Geography
- Location: Montgomery County, Virginia, United States

Organization
- Care system: Private
- Type: Community
- Affiliated university: None

Services
- Emergency department: Level III trauma center
- Beds: 146

History
- Founded: 1943

Links
- Website: https://www.carilionclinic.org/cnrv
- Lists: Hospitals in Virginia

= Carilion New River Valley Medical Center =

Carilion New River Valley Medical Center (CNRV) is a hospital in Montgomery County, Virginia, USA, about two miles from Radford. The hospital has 146 beds, and is part of Carilion Clinic.

==Services==
Carilion New River Valley Medical Center's emergency department is a certified level III trauma center.

==History==
Radford Community Hospital (RCH) was founded in 1943 in Radford, Virginia.

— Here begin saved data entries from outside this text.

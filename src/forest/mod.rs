//! Random forest classification.
//!
//! The classifier is an ensemble of CART decision trees over the
//! fixed-order numeric feature vector, fitted once by the training
//! pipeline and consumed by servers through the `predict` /
//! `predict_proba` contract only.

pub mod random_forest;
pub mod tree;

pub use random_forest::{ForestConfig, ModelMetadata, RandomForestClassifier, MIN_TRAINING_SAMPLES};
pub use tree::{DecisionTree, TreeParams};
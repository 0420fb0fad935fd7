//! Offline training pipeline.
//!
//! One-shot batch job: load the dataset, fit the encoders and the
//! forest, measure held-out accuracy, persist the artifacts. No
//! concurrency beyond the forest's own parallel tree fitting.

use std::path::PathBuf;
use std::time::Instant;

use rand::SeedableRng;
use rand::rngs::StdRng;
use rand::seq::SliceRandom;
use serde::{Deserialize, Serialize};
use tracing::{debug, info};

use crate::artifacts::ArtifactStore;
use crate::dataset::Dataset;
use crate::encoding::LabelEncoder;
use crate::error::{Result, RewearError};
use crate::features::{EncoderSet, FeatureProfile};
use crate::forest::{ForestConfig, RandomForestClassifier};

/// Configuration of one training run.
#[derive(Debug, Clone)]
pub struct TrainerConfig {
    /// Path of the training CSV.
    pub data_path: PathBuf,
    /// Directory the artifacts are written to.
    pub output_dir: PathBuf,
    /// Feature profile to train with.
    pub profile: FeatureProfile,
    /// Forest hyperparameters.
    pub forest: ForestConfig,
    /// Fraction of rows held out for accuracy measurement.
    pub test_fraction: f64,
    /// Seed for the train/test shuffle.
    pub seed: u64,
}

/// Summary of a completed training run.
#[derive(Debug, Clone, Serialize, Deserialize)]
pub struct TrainingReport {
    /// Total dataset rows.
    pub rows: usize,
    /// Rows used for fitting.
    pub train_rows: usize,
    /// Rows held out for evaluation.
    pub test_rows: usize,
    /// Accuracy on the held-out rows.
    pub accuracy: f64,
    /// Target classes, in code order.
    pub classes: Vec<String>,
    /// Feature profile trained.
    pub profile: FeatureProfile,
    /// Wall-clock training time.
    pub elapsed_ms: u64,
    /// Directory the artifacts were written to.
    pub output_dir: String,
}

/// Run a full training pass and persist the artifacts.
pub fn train(config: &TrainerConfig) -> Result<TrainingReport> {
    if !(0.0..1.0).contains(&config.test_fraction) {
        return Err(RewearError::invalid_argument(format!(
            "test fraction must be in [0, 1), got {}",
            config.test_fraction
        )));
    }

    let start = Instant::now();

    let dataset = Dataset::load_csv(&config.data_path)?;
    info!(rows = dataset.len(), path = %config.data_path.display(), "dataset loaded");

    let records = dataset.records();
    let encoders = EncoderSet::fit(records)?;
    let target = LabelEncoder::fit(
        "usability_class",
        records.iter().map(|r| r.usability_class.as_str()),
    )?;

    let mut x: Vec<Vec<f64>> = Vec::with_capacity(records.len());
    let mut y: Vec<usize> = Vec::with_capacity(records.len());
    for record in records {
        x.push(encoders.feature_vector(record, config.profile)?);
        y.push(target.encode(&record.usability_class)?);
    }

    let (train_idx, test_idx) = split_indices(records.len(), config.test_fraction, config.seed);
    debug!(
        train = train_idx.len(),
        test = test_idx.len(),
        "train/test split"
    );

    let x_train: Vec<Vec<f64>> = train_idx.iter().map(|&i| x[i].clone()).collect();
    let y_train: Vec<usize> = train_idx.iter().map(|&i| y[i]).collect();

    let mut model = RandomForestClassifier::new(config.forest.clone());
    model.fit(&x_train, &y_train, target.len(), config.profile)?;

    let accuracy = if test_idx.is_empty() {
        f64::NAN
    } else {
        let mut correct = 0usize;
        for &i in &test_idx {
            if model.predict(&x[i])? == y[i] {
                correct += 1;
            }
        }
        correct as f64 / test_idx.len() as f64
    };
    if accuracy.is_finite() {
        model.set_validation_metric("accuracy", accuracy)?;
    }
    info!(accuracy, trees = config.forest.n_trees, "forest fitted");

    let store = ArtifactStore::new(&config.output_dir);
    store.save(&model, &encoders, &target)?;
    info!(dir = %store.dir().display(), "artifacts written");

    Ok(TrainingReport {
        rows: records.len(),
        train_rows: train_idx.len(),
        test_rows: test_idx.len(),
        accuracy,
        classes: target.classes().to_vec(),
        profile: config.profile,
        elapsed_ms: start.elapsed().as_millis() as u64,
        output_dir: store.dir().display().to_string(),
    })
}

/// Seeded shuffle of `0..n`, split into (train, test) index lists.
fn split_indices(n: usize, test_fraction: f64, seed: u64) -> (Vec<usize>, Vec<usize>) {
    let mut indices: Vec<usize> = (0..n).collect();
    let mut rng = StdRng::seed_from_u64(seed);
    indices.shuffle(&mut rng);

    // At least one training row; the test split may be empty.
    let test_len = ((n as f64) * test_fraction).round() as usize;
    let test_len = test_len.min(n.saturating_sub(1));

    let train = indices[test_len..].to_vec();
    let test = indices[..test_len].to_vec();
    (train, test)
}

#[cfg(test)]
mod tests {
    use super::*;

    #[test]
    fn test_split_indices_partitions() {
        let (train, test) = split_indices(50, 0.2, 42);
        assert_eq!(train.len(), 40);
        assert_eq!(test.len(), 10);

        let mut all: Vec<usize> = train.iter().chain(test.iter()).copied().collect();
        all.sort_unstable();
        assert_eq!(all, (0..50).collect::<Vec<_>>());
    }

    #[test]
    fn test_split_is_seed_deterministic() {
        assert_eq!(split_indices(30, 0.2, 7), split_indices(30, 0.2, 7));
        assert_ne!(split_indices(30, 0.2, 7).0, split_indices(30, 0.2, 8).0);
    }

    #[test]
    fn test_split_keeps_at_least_one_training_row() {
        let (train, test) = split_indices(2, 0.9, 1);
        assert_eq!(train.len(), 1);
        assert_eq!(test.len(), 1);
    }

    #[test]
    fn test_invalid_test_fraction() {
        let config = TrainerConfig {
            data_path: PathBuf::from("unused.csv"),
            output_dir: PathBuf::from("unused"),
            profile: FeatureProfile::Api,
            forest: ForestConfig::default(),
            test_fraction: 1.5,
            seed: 42,
        };
        assert!(matches!(
            train(&config),
            Err(RewearError::InvalidArgument(_))
        ));
    }
}
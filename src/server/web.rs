//! The web server variant.
//!
//! Callers may supply either a concrete brand or an abstract brand tier;
//! tiers are resolved to a representative brand through the bucket table
//! and the chosen brand is echoed back. The feature vector is
//! `[category, material, brand, price]`.

use std::sync::Arc;

use axum::Json;
use axum::Router;
use axum::extract::State;
use axum::extract::rejection::JsonRejection;
use axum::http::StatusCode;
use axum::response::{IntoResponse, Response};
use axum::routing::{get, post};
use serde::{Deserialize, Serialize};
use tracing::debug;

use crate::brands::BrandTier;
use crate::error::RewearError;
use crate::server::{
    AppState, error_response, health_handler, model_not_loaded, prediction_error, run_prediction,
};

/// Body of `POST /predict`. One of `brand` / `brand_type` must be
/// given; a missing price counts as 0.
#[derive(Debug, Deserialize)]
pub struct PredictRequest {
    pub category: String,
    pub material: String,
    #[serde(default)]
    pub brand: Option<String>,
    #[serde(default)]
    pub brand_type: Option<String>,
    #[serde(default)]
    pub price: f64,
}

/// Response of `POST /predict`, including the brand the prediction was
/// made for (resolved from the tier when no brand was given).
#[derive(Debug, Serialize)]
pub struct PredictResponse {
    pub prediction: Vec<i64>,
    pub probability: Option<Vec<Vec<f64>>>,
    pub chosen_brand: String,
}

/// Build the web-variant router.
pub fn router(state: Arc<AppState>) -> Router {
    Router::new()
        .route("/health", get(health_handler))
        .route("/predict", post(predict_handler))
        .with_state(state)
}

/// Predict the usability class for one item, resolving the brand first.
pub async fn predict_handler(
    State(state): State<Arc<AppState>>,
    payload: Result<Json<PredictRequest>, JsonRejection>,
) -> Response {
    let Json(req) = match payload {
        Ok(json) => json,
        Err(rejection) => {
            return error_response(StatusCode::BAD_REQUEST, &rejection.body_text());
        }
    };

    let Some(bundle) = state.bundle.as_ref() else {
        return model_not_loaded();
    };

    let chosen_brand = match resolve_brand(&state, &req) {
        Ok(brand) => brand,
        Err(err) => return prediction_error(err),
    };
    debug!(brand = %chosen_brand, "brand resolved");

    match run_prediction(
        bundle,
        &req.category,
        &req.material,
        &chosen_brand,
        req.price,
        None,
    ) {
        Ok(prediction) => (
            StatusCode::OK,
            Json(PredictResponse {
                prediction: vec![prediction.class as i64],
                probability: Some(vec![prediction.proba]),
                chosen_brand,
            }),
        )
            .into_response(),
        Err(err) => prediction_error(err),
    }
}

/// An explicit brand wins; otherwise the tier named by `brand_type` is
/// resolved through the bucket table.
fn resolve_brand(state: &AppState, req: &PredictRequest) -> crate::error::Result<String> {
    if let Some(brand) = req.brand.as_deref().filter(|b| !b.is_empty()) {
        return Ok(brand.to_string());
    }

    let tier_name = req
        .brand_type
        .as_deref()
        .filter(|t| !t.is_empty())
        .ok_or_else(|| RewearError::invalid_argument("either brand or brand_type is required"))?;

    let tier: BrandTier = tier_name.parse()?;
    state
        .buckets
        .resolve(tier)
        .map(|brand| brand.to_string())
        .ok_or_else(|| {
            RewearError::invalid_argument(format!("no known brands for brand_type {tier}"))
        })
}

#[cfg(test)]
mod tests {
    use crate::brands::BrandBucketTable;

    use super::*;

    fn request(brand: Option<&str>, brand_type: Option<&str>) -> PredictRequest {
        PredictRequest {
            category: "Shirt".to_string(),
            material: "Cotton".to_string(),
            brand: brand.map(str::to_string),
            brand_type: brand_type.map(str::to_string),
            price: 10.0,
        }
    }

    fn state() -> AppState {
        let buckets = BrandBucketTable::from_observations([
            ("Cheapo", 10.0),
            ("Middling", 20.0),
            ("Verdant", 30.0),
            ("Gilded", 40.0),
        ]);
        AppState::new(None, buckets)
    }

    #[test]
    fn test_explicit_brand_wins() {
        let brand = resolve_brand(&state(), &request(Some("Acme"), Some("luxury"))).unwrap();
        assert_eq!(brand, "Acme");
    }

    #[test]
    fn test_tier_resolves_through_buckets() {
        let brand = resolve_brand(&state(), &request(None, Some("luxury"))).unwrap();
        assert_eq!(brand, "Gilded");

        // Hyphens and case are tolerated, as in encoder lookups.
        let brand = resolve_brand(&state(), &request(None, Some("Fast-Fashion"))).unwrap();
        assert_eq!(brand, "Cheapo");
    }

    #[test]
    fn test_missing_brand_and_tier_is_an_error() {
        let err = resolve_brand(&state(), &request(None, None)).unwrap_err();
        assert!(err.to_string().contains("brand or brand_type"));
    }

    #[test]
    fn test_unknown_tier_is_an_error() {
        let err = resolve_brand(&state(), &request(None, Some("bespoke"))).unwrap_err();
        assert_eq!(err.to_string(), "Unknown brand_type label: bespoke");
    }

    #[test]
    fn test_empty_buckets_cannot_resolve() {
        let state = AppState::new(None, BrandBucketTable::empty());
        let err = resolve_brand(&state, &request(None, Some("luxury"))).unwrap_err();
        assert!(err.to_string().contains("no known brands"));
    }
}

The hospital became affiliated with Carilion Clinic in 1987. Since the facility at RCH was aging, they began construction of a new hospital in 1997. Carilion New River Valley Medical Center opened in March 1999, and is located at 2900 Lamb Circle, Christiansburg, VA.

===Virginia Tech massacre===
On April 16, 2007, Carilion New River Valley Medical Center received victims of the Virginia Tech massacre. Four patients were reportedly treated.